Provided data:
================================
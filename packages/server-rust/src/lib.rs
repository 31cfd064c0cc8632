//! `Rulebase` Server: REST and realtime front end for rule-gated records.

pub mod app;
pub mod auth;
pub mod config;
pub mod error;
pub mod hooks;
pub mod network;
pub mod realtime;
pub mod rules;
pub mod service;
pub mod storage;

pub use app::App;
pub use config::{AuthConfig, RealtimeConfig, ServerConfig};
pub use error::ApiError;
================================
Instructions to follow:
Your response must repeat the entries above exactly, in full.

Output for this task:
filename packages/server-rust/src/lib.rs
repository 31cfd064c0cc8632
//! `Rulebase` Server: REST and realtime front end for rule-gated records.

pub mod app;
pub mod auth;
pub mod config;
pub mod error;
pub mod hooks;
pub mod network;
pub mod realtime;
pub mod rules;
pub mod service;
pub mod storage;

pub use app::App;
pub use config::{AuthConfig, RealtimeConfig, ServerConfig};
pub use error::ApiError;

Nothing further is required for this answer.